What sample flow rate is required for optimal 2117HL performance?
A minimum continuous flow of 100 mL/min at 15–30 psig is recommended; lower flows may be accommodated with optional flow cell modification.
Can the 2117HL measure seawater-level chloride (19,000 ppm)?
No—the 2117HL is optimized for the 75–1000 ppm range; higher concentrations require dilution or alternative instrumentation such as ISE-based multi-range analyzers.
Is electrode replacement a field-serviceable task?
Yes—electrode replacement requires no tools and takes <3 minutes; all calibration and diagnostic history persists in non-volatile memory after swap.
Does the analyzer support automatic temperature compensation for non-aqueous samples?
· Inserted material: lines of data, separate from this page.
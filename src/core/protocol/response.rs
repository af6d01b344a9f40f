//! Transaction outcomes and response decoding
//!
//! A [`Response`] owns the bytes of one exchange. Field extraction goes through
//! a [`DecodeCursor`], which starts after the address, function code and byte
//! count and never consumes the CRC trailer.
//!
//! Devices disagree on how multi-register values are laid out, so the cursor
//! offers one accessor per convention seen in the field. The plain accessors
//! return zero when the field is missing; the `try_` variants report it.

use super::checksum::{self, CRC_LEN};
use super::modbus::{parse_coils, ExceptionCode, FunctionCode, EXCEPTION_FLAG};
use crate::core::transport::TransportError;
use chrono::{DateTime, Local};
use std::fmt;
use std::time::Duration;
use thiserror::Error;

/// Offset of the first data byte in a read response
pub const DATA_OFFSET: usize = 3;

/// Timing of one exchange
#[derive(Debug, Clone, Copy, PartialEq)]
pub struct Timing {
    /// Wall-clock time just before the request was written
    pub begin: DateTime<Local>,
    /// Elapsed time until the last byte arrived
    pub to_last_byte: Duration,
    /// Elapsed time until the exchange completed
    pub total: Duration,
}

/// Result of one request/response exchange
#[derive(Debug)]
pub enum Outcome {
    /// A frame of at least four bytes was assembled
    Success(Response),
    /// No port was open; nothing was written
    PortNotOpen,
    /// The request went out but no complete frame came back in time
    Timeout {
        /// Bytes that did arrive, if any
        partial: Vec<u8>,
    },
    /// The transport failed mid-exchange
    Fault(TransportError),
}

impl Outcome {
    /// Frame received and its CRC checks out
    pub fn is_success(&self) -> bool {
        matches!(self, Outcome::Success(response) if response.crc_valid())
    }

    /// True for `Timeout`
    pub fn is_timeout(&self) -> bool {
        matches!(self, Outcome::Timeout { .. })
    }

    /// The received frame, regardless of its CRC
    pub fn response(&self) -> Option<&Response> {
        match self {
            Outcome::Success(response) => Some(response),
            _ => None,
        }
    }

    /// Consume the outcome, keeping the received frame
    pub fn into_response(self) -> Option<Response> {
        match self {
            Outcome::Success(response) => Some(response),
            _ => None,
        }
    }
}

impl fmt::Display for Outcome {
    fn fmt(&self, f: &mut fmt::Formatter<'_>) -> fmt::Result {
        match self {
            Outcome::Success(response) => write!(f, "{response}"),
            Outcome::PortNotOpen => write!(f, "Port not open"),
            Outcome::Timeout { partial } if partial.is_empty() => write!(f, "Timeout"),
            Outcome::Timeout { partial } => {
                write!(f, "Timeout (partial: {})", super::hex_spaced(partial))
            }
            Outcome::Fault(err) => write!(f, "Transport fault: {err}"),
        }
    }
}

/// Decoding error for the fallible accessors
#[derive(Error, Debug, Clone, Copy, PartialEq, Eq)]
pub enum DecodeError {
    /// The requested field lies past the data area
    #[error("field of {width} bytes at offset {offset} exceeds data limit {limit}")]
    FieldMissing {
        /// Offset the read started at
        offset: usize,
        /// Field width in bytes
        width: usize,
        /// First offset that is not readable (the CRC trailer)
        limit: usize,
    },
}

/// A received frame together with the request that produced it
#[derive(Debug, Clone, PartialEq)]
pub struct Response {
    request: Vec<u8>,
    data: Vec<u8>,
    timing: Timing,
}

impl Response {
    /// Bundle an exchange
    pub fn new(request: Vec<u8>, data: Vec<u8>, timing: Timing) -> Self {
        Self {
            request,
            data,
            timing,
        }
    }

    /// Request bytes as written
    pub fn request(&self) -> &[u8] {
        &self.request
    }

    /// Response bytes exactly as received
    pub fn data(&self) -> &[u8] {
        &self.data
    }

    /// Exchange timing
    pub fn timing(&self) -> &Timing {
        &self.timing
    }

    /// Address the request was sent to
    pub fn address_in(&self) -> u8 {
        self.request.first().copied().unwrap_or(0)
    }

    /// Address the response came from
    pub fn address_out(&self) -> u8 {
        self.data.first().copied().unwrap_or(0)
    }

    /// Function code of the request
    pub fn function_in(&self) -> u8 {
        self.request.get(1).copied().unwrap_or(0)
    }

    /// Function code of the response
    pub fn function_out(&self) -> u8 {
        self.data.get(1).copied().unwrap_or(0)
    }

    /// Known function code of the response, exception flag cleared
    pub fn function(&self) -> Option<FunctionCode> {
        FunctionCode::from_u8(self.function_out() & !EXCEPTION_FLAG)
    }

    /// Response carries a byte count and read data
    pub fn is_read_data(&self) -> bool {
        !self.is_exception() && self.function().is_some_and(FunctionCode::is_read)
    }

    /// CRC carried by the request
    pub fn crc_in(&self) -> u16 {
        checksum::trailing_crc(&self.request)
    }

    /// CRC carried by the response
    pub fn crc_out(&self) -> u16 {
        checksum::trailing_crc(&self.data)
    }

    /// CRC recomputed over the response, trailer excluded
    pub fn calc_crc(&self) -> u16 {
        checksum::body_crc(&self.data)
    }

    /// Response is longer than its trailer and the trailer matches
    pub fn crc_valid(&self) -> bool {
        checksum::verify_crc(&self.data)
    }

    /// Device answered with an exception frame
    pub fn is_exception(&self) -> bool {
        self.function_out() & EXCEPTION_FLAG != 0
    }

    /// Exception code of an exception frame
    pub fn exception(&self) -> Option<ExceptionCode> {
        if self.is_exception() {
            self.data.get(2).copied().and_then(ExceptionCode::from_u8)
        } else {
            None
        }
    }

    /// Cursor positioned at the first data byte
    pub fn cursor(&self) -> DecodeCursor<'_> {
        DecodeCursor::new(&self.data)
    }

    /// Register values of a 0x03/0x04 response, bounded by the byte count
    pub fn registers(&self) -> Vec<u16> {
        let declared = self.data.get(2).copied().unwrap_or(0) as usize / 2;
        let mut cursor = self.cursor();
        let available = cursor.remaining() / 2;
        (0..declared.min(available))
            .map(|_| cursor.read_u16_be())
            .collect()
    }

    /// Bit values of a 0x01/0x02 response
    pub fn bits(&self, count: usize) -> Vec<bool> {
        let declared = self.data.get(2).copied().unwrap_or(0) as usize;
        let limit = self.data.len().saturating_sub(CRC_LEN);
        let end = (DATA_OFFSET + declared).min(limit);
        if end <= DATA_OFFSET {
            return Vec::new();
        }
        parse_coils(&self.data[DATA_OFFSET..end], count)
    }
}

impl fmt::Display for Response {
    fn fmt(&self, f: &mut fmt::Formatter<'_>) -> fmt::Result {
        writeln!(f, "{}", self.timing.begin.format("%Y-%m-%d %H:%M:%S%.3f"))?;
        writeln!(
            f,
            "Send : {} ,CRC = {:04X}",
            super::hex_spaced(&self.request),
            self.crc_in()
        )?;
        writeln!(
            f,
            "Recv : {} ,CRC = {:04X}",
            super::hex_spaced(&self.data),
            self.crc_out()
        )?;
        write!(
            f,
            "Time : {:.1}ms, Total : {:.1}ms",
            self.timing.to_last_byte.as_secs_f64() * 1000.0,
            self.timing.total.as_secs_f64() * 1000.0
        )
    }
}

/// Read position over a response's data area.
///
/// Reads never reach into the last two bytes. A read that does not fit leaves
/// the position where it was.
#[derive(Debug, Clone)]
pub struct DecodeCursor<'a> {
    data: &'a [u8],
    pos: usize,
}

impl<'a> DecodeCursor<'a> {
    /// Cursor over a raw frame, starting at offset 3
    pub fn new(data: &'a [u8]) -> Self {
        Self {
            data,
            pos: DATA_OFFSET,
        }
    }

    /// Current read offset into the frame
    pub fn position(&self) -> usize {
        self.pos
    }

    /// Move the read offset
    pub fn set_position(&mut self, pos: usize) {
        self.pos = pos;
    }

    /// Advance without reading
    pub fn skip(&mut self, count: usize) {
        self.pos = self.pos.saturating_add(count);
    }

    /// Bytes left before the CRC trailer
    pub fn remaining(&self) -> usize {
        self.limit().saturating_sub(self.pos)
    }

    fn limit(&self) -> usize {
        self.data.len().saturating_sub(CRC_LEN)
    }

    fn field_at<const N: usize>(&self, offset: usize) -> Result<[u8; N], DecodeError> {
        let limit = self.limit();
        match offset.checked_add(N) {
            Some(end) if end <= limit => {
                let mut out = [0u8; N];
                out.copy_from_slice(&self.data[offset..end]);
                Ok(out)
            }
            _ => Err(DecodeError::FieldMissing {
                offset,
                width: N,
                limit,
            }),
        }
    }

    fn take<const N: usize>(&mut self) -> Result<[u8; N], DecodeError> {
        let bytes = self.field_at::<N>(self.pos)?;
        self.pos += N;
        Ok(bytes)
    }

    /// One byte
    pub fn try_read_u8(&mut self) -> Result<u8, DecodeError> {
        self.take::<1>().map(|[b]| b)
    }

    /// Big-endian register
    pub fn try_read_u16_be(&mut self) -> Result<u16, DecodeError> {
        self.take().map(u16::from_be_bytes)
    }

    /// Big-endian signed register
    pub fn try_read_i16_be(&mut self) -> Result<i16, DecodeError> {
        self.take().map(i16::from_be_bytes)
    }

    /// Big-endian 32-bit integer
    pub fn try_read_i32_be(&mut self) -> Result<i32, DecodeError> {
        self.take::<4>()
            .map(|bytes| bytes.iter().fold(0i32, |acc, &b| (acc << 8) | i32::from(b)))
    }

    /// Big-endian 64-bit integer
    pub fn try_read_i64_be(&mut self) -> Result<i64, DecodeError> {
        self.take().map(i64::from_be_bytes)
    }

    /// Double with all eight bytes in big-endian order
    pub fn try_read_f64_full_swap(&mut self) -> Result<f64, DecodeError> {
        self.take().map(f64::from_be_bytes)
    }

    /// Double with each register byte-swapped and register order kept.
    ///
    /// Wire `01 02 03 04 05 06 07 08` decodes as little-endian `02 01 04 03 06 05 08 07`.
    pub fn try_read_f64_word_swap(&mut self) -> Result<f64, DecodeError> {
        self.take::<8>().map(|b| {
            f64::from_le_bytes([b[1], b[0], b[3], b[2], b[5], b[4], b[7], b[6]])
        })
    }

    /// Float with each register byte-swapped and register order kept
    pub fn try_read_f32_word_swap(&mut self) -> Result<f32, DecodeError> {
        self.take::<4>()
            .map(|b| f32::from_le_bytes([b[1], b[0], b[3], b[2]]))
    }

    /// Big-endian float at the cursor
    pub fn try_read_f32_be(&mut self) -> Result<f32, DecodeError> {
        self.take().map(f32::from_be_bytes)
    }

    /// Big-endian float at offset 3, ignoring and not moving the cursor.
    ///
    /// Kept for devices whose integrations were written against the first data
    /// word only; prefer [`Self::try_read_f32_be`].
    pub fn try_read_f32_fixed(&self) -> Result<f32, DecodeError> {
        self.field_at(DATA_OFFSET).map(f32::from_be_bytes)
    }

    /// One byte, 0 if missing
    pub fn read_u8(&mut self) -> u8 {
        self.try_read_u8().unwrap_or_default()
    }

    /// Big-endian register, 0 if missing
    pub fn read_u16_be(&mut self) -> u16 {
        self.try_read_u16_be().unwrap_or_default()
    }

    /// Big-endian signed register, 0 if missing
    pub fn read_i16_be(&mut self) -> i16 {
        self.try_read_i16_be().unwrap_or_default()
    }

    /// Big-endian 32-bit integer, 0 if missing
    pub fn read_i32_be(&mut self) -> i32 {
        self.try_read_i32_be().unwrap_or_default()
    }

    /// Big-endian 64-bit integer, 0 if missing
    pub fn read_i64_be(&mut self) -> i64 {
        self.try_read_i64_be().unwrap_or_default()
    }

    /// See [`Self::try_read_f64_full_swap`]; 0.0 if missing
    pub fn read_f64_full_swap(&mut self) -> f64 {
        self.try_read_f64_full_swap().unwrap_or_default()
    }

    /// See [`Self::try_read_f64_word_swap`]; 0.0 if missing
    pub fn read_f64_word_swap(&mut self) -> f64 {
        self.try_read_f64_word_swap().unwrap_or_default()
    }

    /// See [`Self::try_read_f32_word_swap`]; 0.0 if missing
    pub fn read_f32_word_swap(&mut self) -> f32 {
        self.try_read_f32_word_swap().unwrap_or_default()
    }

    /// Big-endian float at the cursor, 0.0 if missing
    pub fn read_f32_be(&mut self) -> f32 {
        self.try_read_f32_be().unwrap_or_default()
    }

    /// See [`Self::try_read_f32_fixed`]; 0.0 if missing
    pub fn read_f32_fixed(&self) -> f32 {
        self.try_read_f32_fixed().unwrap_or_default()
    }
}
No—temperature compensation is validated only for aqueous matrices; organic solvents or glycol blends require manual correction or alternate sensing technology.
How often should DKA calibration be performed in stable process conditions?
Typical interval is weekly for critical applications; monthly is acceptable for well-characterized, low-fouling streams—validated by daily zero-check spikes.